_What this task involves:_ Read the records below. Copy each line where the string "ChildNumber" occurs.
---- Exercise inputs
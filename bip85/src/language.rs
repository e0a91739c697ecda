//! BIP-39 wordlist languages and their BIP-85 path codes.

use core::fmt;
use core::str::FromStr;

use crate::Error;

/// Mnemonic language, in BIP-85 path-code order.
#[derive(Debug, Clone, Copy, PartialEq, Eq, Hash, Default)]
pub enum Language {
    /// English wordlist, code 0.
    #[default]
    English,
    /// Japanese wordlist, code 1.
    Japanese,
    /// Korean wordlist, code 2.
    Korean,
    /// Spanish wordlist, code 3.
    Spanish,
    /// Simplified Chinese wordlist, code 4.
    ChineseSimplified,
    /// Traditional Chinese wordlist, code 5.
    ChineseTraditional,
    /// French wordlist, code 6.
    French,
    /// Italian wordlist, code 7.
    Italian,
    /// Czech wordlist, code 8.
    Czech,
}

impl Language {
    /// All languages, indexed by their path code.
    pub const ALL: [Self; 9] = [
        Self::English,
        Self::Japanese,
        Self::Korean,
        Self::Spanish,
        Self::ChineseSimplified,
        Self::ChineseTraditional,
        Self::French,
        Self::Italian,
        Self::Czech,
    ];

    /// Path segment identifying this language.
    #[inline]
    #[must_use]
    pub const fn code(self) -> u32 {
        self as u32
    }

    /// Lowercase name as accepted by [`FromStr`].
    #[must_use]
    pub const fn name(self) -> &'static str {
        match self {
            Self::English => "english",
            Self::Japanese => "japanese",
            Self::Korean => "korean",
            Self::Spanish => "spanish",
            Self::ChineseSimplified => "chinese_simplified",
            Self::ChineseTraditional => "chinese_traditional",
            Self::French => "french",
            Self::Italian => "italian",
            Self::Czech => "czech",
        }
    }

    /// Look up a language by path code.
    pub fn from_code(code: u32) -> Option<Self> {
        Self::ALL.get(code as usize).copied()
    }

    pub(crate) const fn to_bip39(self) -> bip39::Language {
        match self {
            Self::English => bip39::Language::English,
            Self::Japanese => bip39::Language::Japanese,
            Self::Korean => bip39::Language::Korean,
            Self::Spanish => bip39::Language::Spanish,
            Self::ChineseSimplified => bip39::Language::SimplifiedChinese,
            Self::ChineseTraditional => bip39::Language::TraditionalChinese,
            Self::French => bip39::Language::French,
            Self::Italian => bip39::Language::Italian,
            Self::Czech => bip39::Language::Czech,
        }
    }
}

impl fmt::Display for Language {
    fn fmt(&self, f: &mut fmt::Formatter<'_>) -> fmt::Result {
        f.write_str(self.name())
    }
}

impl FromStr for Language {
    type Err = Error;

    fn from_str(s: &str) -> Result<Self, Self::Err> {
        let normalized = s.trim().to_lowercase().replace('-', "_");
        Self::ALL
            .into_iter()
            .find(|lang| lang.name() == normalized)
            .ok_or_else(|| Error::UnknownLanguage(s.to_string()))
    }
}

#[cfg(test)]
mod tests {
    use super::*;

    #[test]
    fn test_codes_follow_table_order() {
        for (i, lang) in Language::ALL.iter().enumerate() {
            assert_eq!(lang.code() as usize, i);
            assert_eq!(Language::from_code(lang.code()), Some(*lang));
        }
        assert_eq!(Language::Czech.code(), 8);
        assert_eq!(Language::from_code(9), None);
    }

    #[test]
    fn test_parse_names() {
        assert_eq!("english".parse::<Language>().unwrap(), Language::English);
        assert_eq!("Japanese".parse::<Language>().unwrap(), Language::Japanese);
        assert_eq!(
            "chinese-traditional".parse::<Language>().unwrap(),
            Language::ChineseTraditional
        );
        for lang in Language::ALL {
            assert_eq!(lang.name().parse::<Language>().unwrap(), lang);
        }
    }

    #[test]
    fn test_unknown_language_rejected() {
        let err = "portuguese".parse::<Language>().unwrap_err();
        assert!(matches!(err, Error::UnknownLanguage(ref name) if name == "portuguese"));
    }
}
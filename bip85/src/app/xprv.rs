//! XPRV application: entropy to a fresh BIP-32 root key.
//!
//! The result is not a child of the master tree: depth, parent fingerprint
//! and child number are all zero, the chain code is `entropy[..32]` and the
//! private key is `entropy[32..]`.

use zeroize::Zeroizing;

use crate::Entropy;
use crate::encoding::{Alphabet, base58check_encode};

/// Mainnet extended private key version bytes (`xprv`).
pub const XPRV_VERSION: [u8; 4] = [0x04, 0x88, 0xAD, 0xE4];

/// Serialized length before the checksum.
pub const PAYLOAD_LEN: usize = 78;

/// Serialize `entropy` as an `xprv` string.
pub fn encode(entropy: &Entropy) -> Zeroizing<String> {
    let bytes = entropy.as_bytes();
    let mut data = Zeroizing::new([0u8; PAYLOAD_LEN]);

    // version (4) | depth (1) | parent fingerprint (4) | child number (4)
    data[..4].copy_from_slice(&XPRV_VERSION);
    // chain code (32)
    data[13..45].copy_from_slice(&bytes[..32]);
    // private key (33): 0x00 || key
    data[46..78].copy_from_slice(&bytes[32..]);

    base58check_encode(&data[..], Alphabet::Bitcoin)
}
--------
---- Exercise inputs
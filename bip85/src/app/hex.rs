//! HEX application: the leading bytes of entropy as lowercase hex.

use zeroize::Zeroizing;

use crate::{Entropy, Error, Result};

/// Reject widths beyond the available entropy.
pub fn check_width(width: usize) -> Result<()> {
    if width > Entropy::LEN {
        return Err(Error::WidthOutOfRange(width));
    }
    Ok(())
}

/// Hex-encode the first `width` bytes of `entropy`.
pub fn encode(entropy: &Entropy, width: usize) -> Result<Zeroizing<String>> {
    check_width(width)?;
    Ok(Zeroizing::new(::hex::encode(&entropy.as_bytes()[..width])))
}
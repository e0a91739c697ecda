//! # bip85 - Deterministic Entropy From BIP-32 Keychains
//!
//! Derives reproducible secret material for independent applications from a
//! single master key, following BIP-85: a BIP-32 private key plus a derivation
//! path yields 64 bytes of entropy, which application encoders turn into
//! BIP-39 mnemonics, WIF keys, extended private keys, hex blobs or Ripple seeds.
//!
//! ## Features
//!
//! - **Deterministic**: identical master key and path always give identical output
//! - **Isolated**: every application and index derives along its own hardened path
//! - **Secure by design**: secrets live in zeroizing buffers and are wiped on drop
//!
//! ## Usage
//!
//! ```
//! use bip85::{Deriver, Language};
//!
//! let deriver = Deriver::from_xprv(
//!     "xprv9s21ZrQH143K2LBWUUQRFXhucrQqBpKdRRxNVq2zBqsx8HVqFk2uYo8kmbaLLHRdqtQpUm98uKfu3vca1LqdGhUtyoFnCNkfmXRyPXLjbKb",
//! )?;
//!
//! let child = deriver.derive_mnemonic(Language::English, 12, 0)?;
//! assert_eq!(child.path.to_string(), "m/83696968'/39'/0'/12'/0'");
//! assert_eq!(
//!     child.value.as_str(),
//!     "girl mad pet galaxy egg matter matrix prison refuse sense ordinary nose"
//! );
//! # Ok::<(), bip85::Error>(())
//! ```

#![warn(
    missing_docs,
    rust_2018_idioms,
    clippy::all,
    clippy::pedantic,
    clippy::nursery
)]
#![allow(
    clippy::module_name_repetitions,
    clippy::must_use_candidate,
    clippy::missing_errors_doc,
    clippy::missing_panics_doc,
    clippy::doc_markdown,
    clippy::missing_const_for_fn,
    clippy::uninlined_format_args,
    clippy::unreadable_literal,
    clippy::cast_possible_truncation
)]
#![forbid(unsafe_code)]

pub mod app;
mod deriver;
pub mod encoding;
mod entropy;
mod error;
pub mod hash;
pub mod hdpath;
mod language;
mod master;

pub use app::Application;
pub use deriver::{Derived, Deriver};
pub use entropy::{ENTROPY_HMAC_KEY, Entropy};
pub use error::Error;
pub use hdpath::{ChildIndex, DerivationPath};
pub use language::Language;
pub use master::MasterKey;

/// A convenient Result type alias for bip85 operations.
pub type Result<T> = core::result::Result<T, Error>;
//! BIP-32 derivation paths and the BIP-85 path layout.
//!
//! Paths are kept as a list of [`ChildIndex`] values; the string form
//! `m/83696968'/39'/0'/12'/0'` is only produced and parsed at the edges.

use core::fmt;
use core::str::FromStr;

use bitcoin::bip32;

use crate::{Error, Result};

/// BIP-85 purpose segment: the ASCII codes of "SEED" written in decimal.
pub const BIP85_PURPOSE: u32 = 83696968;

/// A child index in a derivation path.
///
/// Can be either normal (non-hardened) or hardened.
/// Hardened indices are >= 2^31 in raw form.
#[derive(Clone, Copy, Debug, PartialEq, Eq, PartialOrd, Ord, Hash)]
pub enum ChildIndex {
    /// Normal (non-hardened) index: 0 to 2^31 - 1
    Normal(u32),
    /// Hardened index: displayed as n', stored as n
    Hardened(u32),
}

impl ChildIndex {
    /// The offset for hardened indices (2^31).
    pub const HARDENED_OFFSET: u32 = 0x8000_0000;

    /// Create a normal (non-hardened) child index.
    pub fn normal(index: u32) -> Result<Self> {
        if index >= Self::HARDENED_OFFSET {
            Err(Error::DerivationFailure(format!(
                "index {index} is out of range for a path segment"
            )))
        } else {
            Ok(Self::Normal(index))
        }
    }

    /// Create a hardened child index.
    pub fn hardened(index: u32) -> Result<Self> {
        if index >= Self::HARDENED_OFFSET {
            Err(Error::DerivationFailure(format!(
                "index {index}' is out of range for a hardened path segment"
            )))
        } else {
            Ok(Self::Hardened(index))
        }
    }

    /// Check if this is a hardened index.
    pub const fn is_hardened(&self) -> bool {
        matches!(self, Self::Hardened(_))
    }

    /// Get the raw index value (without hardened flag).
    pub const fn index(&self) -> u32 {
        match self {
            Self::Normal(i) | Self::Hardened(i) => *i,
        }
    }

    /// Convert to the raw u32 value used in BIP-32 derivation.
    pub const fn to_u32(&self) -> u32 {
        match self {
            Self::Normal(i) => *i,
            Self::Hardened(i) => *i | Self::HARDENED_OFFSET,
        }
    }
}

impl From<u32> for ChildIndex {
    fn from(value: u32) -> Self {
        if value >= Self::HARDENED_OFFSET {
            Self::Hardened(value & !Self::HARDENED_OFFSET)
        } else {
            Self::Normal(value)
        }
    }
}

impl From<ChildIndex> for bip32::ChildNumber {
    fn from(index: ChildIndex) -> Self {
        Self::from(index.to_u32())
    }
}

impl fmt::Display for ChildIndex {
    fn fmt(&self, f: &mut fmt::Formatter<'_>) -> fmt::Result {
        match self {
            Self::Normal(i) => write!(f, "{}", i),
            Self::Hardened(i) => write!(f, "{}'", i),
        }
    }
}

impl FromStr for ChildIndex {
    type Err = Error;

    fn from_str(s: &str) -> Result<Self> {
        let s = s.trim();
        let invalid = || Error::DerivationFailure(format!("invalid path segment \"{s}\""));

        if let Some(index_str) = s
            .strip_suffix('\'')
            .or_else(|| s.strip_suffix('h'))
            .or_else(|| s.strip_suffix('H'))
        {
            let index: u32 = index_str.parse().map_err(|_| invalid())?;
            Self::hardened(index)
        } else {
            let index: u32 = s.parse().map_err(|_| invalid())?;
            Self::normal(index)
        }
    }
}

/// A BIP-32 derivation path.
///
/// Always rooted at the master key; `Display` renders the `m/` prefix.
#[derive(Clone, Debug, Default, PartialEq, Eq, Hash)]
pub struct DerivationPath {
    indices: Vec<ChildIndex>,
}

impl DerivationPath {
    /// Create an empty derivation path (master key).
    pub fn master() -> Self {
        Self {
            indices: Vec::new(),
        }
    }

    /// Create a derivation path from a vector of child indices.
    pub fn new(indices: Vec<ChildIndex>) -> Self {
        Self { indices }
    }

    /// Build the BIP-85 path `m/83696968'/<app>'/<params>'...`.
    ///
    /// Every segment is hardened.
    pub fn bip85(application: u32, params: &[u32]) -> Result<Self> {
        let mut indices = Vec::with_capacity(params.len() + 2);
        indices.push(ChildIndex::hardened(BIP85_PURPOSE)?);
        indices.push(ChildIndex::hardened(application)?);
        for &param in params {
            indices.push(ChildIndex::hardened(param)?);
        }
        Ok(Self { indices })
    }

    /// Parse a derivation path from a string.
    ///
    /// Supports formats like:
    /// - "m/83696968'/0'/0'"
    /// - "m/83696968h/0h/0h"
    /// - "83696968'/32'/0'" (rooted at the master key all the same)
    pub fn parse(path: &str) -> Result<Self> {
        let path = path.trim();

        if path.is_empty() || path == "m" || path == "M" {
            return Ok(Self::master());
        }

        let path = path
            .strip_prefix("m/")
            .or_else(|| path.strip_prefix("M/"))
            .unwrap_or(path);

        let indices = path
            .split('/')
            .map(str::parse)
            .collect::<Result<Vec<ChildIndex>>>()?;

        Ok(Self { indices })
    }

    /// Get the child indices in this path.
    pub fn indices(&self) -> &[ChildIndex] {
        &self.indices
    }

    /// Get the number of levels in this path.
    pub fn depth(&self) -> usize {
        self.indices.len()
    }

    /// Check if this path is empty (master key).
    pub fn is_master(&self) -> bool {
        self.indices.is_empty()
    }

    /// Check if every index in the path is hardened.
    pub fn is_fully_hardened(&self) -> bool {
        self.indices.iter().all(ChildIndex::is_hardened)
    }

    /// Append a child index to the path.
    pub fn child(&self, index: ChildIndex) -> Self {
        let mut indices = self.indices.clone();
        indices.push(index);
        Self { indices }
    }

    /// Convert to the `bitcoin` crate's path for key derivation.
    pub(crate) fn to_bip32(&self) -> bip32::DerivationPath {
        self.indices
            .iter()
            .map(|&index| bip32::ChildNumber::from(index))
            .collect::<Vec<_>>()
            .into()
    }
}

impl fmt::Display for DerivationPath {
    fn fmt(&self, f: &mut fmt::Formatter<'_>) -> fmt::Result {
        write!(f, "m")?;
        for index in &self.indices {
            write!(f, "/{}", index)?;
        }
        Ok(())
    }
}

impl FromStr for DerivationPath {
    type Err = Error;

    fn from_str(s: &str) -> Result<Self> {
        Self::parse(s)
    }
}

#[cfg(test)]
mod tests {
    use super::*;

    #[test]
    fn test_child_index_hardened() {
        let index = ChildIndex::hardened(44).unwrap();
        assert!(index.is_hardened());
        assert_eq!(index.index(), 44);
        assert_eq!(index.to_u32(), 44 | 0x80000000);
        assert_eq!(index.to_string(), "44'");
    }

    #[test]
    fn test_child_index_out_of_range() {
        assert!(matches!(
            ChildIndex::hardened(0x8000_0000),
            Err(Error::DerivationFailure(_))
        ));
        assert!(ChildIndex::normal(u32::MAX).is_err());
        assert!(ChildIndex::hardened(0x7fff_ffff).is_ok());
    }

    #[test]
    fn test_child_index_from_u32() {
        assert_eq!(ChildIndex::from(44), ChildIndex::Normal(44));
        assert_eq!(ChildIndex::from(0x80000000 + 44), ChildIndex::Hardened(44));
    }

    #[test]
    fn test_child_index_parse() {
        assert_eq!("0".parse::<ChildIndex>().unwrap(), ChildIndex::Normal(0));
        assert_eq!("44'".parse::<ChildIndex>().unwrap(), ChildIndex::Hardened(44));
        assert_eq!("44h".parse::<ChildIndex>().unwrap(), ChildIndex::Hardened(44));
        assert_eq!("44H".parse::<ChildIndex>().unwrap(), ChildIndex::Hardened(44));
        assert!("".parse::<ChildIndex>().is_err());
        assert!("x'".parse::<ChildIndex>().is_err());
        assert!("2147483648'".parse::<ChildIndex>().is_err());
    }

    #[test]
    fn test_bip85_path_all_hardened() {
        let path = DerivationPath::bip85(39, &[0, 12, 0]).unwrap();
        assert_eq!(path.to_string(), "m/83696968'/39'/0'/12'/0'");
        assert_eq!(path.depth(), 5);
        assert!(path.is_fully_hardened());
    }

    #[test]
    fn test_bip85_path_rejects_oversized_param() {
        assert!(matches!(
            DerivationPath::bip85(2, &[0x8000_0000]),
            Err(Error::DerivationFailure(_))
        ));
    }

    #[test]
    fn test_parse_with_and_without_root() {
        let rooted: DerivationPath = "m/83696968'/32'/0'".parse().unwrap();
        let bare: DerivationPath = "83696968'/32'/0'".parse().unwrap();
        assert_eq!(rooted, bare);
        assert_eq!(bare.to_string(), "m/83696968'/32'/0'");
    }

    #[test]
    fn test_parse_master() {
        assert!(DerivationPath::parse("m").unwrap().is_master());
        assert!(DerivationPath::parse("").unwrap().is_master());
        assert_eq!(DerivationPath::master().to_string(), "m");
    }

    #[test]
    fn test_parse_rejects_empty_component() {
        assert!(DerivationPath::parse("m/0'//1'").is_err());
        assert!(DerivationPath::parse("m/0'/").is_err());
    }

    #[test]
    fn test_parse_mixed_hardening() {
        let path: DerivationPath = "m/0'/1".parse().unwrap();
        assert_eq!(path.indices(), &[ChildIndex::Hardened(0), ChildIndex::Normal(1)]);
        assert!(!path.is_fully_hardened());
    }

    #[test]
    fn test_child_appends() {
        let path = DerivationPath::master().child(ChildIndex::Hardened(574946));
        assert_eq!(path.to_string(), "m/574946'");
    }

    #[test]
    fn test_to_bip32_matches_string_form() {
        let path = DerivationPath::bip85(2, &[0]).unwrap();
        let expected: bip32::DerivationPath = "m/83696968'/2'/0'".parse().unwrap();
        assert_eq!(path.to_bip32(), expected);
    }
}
--------
_Answer area:_
impl From<ChildIndex> for bip32::ChildNumber {
            .map(|&index| bip32::ChildNumber::from(index))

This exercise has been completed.